Figure 3. Microglial activation is increased after SAH but few neutrophils enter the brain

(A) Neutrophil staining with the Ly6G antibody 1A8 (TO-Pro-3 stains nuclei) shows no neutrophils in the area of the hippocampus on day 1, 3 or 6 or SAH. For comparison, naïve spinal cord (SC), SC at onset after EAE (experimental autoimmune encephalitis, an experimental model of spinal cord inflammation and demyelination) or at peak EAE: the later two showing neutrophils in the parenchyma (arrows). White bar represents 200 μm and yellow bar represents 25 μm. (B) In a LysM-EGFP mouse (Lyz2tm1.1Graf), we compared SAH and sham mice.
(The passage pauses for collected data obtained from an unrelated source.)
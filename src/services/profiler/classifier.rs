use polars::prelude::*;
use serde::Serialize;

use super::values::is_temporal;

#[derive(Debug, Clone, Copy, PartialEq, Eq, Serialize)]
#[serde(rename_all = "lowercase")]
pub enum ColumnKind {
    Numeric,
    Categorical,
    Datetime,
    Boolean,
}

impl ColumnKind {
    /// Anything that is not a number, a flag or a timestamp is treated as categorical.
    pub fn of(dtype: &DataType) -> Self {
        if dtype == &DataType::Boolean {
            ColumnKind::Boolean
        } else if dtype.is_numeric() {
            ColumnKind::Numeric
        } else if is_temporal(dtype) {
            ColumnKind::Datetime
        } else {
            ColumnKind::Categorical
        }
    }
}

#[derive(Debug, Clone, Default, PartialEq, Eq, Serialize)]
pub struct ColumnTypes {
    pub numeric: Vec<String>,
    pub categorical: Vec<String>,
    pub datetime: Vec<String>,
    pub boolean: Vec<String>,
}

impl ColumnTypes {
    pub fn len(&self) -> usize {
        self.numeric.len() + self.categorical.len() + self.datetime.len() + self.boolean.len()
    }

    pub fn is_empty(&self) -> bool {
        self.len() == 0
    }
}

pub fn classify(df: &DataFrame) -> ColumnTypes {
    let mut types = ColumnTypes::default();
    for series in df.get_columns() {
        let name = series.name().to_string();
        match ColumnKind::of(series.dtype()) {
            ColumnKind::Numeric => types.numeric.push(name),
            ColumnKind::Categorical => types.categorical.push(name),
            ColumnKind::Datetime => types.datetime.push(name),
            ColumnKind::Boolean => types.boolean.push(name),
        }
    }
    types
}

#[cfg(test)]
mod tests {
    use super::*;

    #[test]
    fn every_column_lands_in_exactly_one_bucket() {
        let ts = Series::new("when", &[Some(0i64), Some(1)])
            .cast(&DataType::Datetime(TimeUnit::Milliseconds, None))
            .unwrap();
        let df = DataFrame::new(vec![
            Series::new("age", &[1i64, 2]),
            Series::new("city", &["NY", "LA"]),
            ts,
            Series::new("score", &[1.5f64, 2.5]),
            Series::new("active", &[true, false]),
        ])
        .unwrap();

        let types = classify(&df);
        assert_eq!(types.numeric, vec!["age", "score"]);
        assert_eq!(types.categorical, vec!["city"]);
        assert_eq!(types.datetime, vec!["when"]);
        assert_eq!(types.boolean, vec!["active"]);
        assert_eq!(types.len(), df.width());
    }

    #[test]
    fn dates_and_times_are_datetime() {
        assert_eq!(ColumnKind::of(&DataType::Date), ColumnKind::Datetime);
        assert_eq!(ColumnKind::of(&DataType::Time), ColumnKind::Datetime);
        assert_eq!(
            ColumnKind::of(&DataType::Datetime(TimeUnit::Microseconds, None)),
            ColumnKind::Datetime
        );
    }

    #[test]
    fn all_null_column_defaults_to_categorical() {
        let s = Series::full_null("empty", 3, &DataType::Null);
        assert_eq!(ColumnKind::of(s.dtype()), ColumnKind::Categorical);
    }
}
In the SAH mice, we found few Anti-GFP⁺, Iba-1-, cells that represent non-macrophage perivascular infiltrating myeloid cells in the hippocampus. (C) Microglial staining using Iba-1 (TO-Pro-3 nuclei) shows increased size and decreased ramifications six days after SAH (at the same time as changes in behavior). Depletion of neutrophils increases microglial ramification and decreases the number of Iba-1 positive cells. Solid bars represent 250 μm and dotted lines represent 50 μm. The graph shows total fluorescence intensity of Iba-1 positive calls in the hippocampus 6 days after SAH.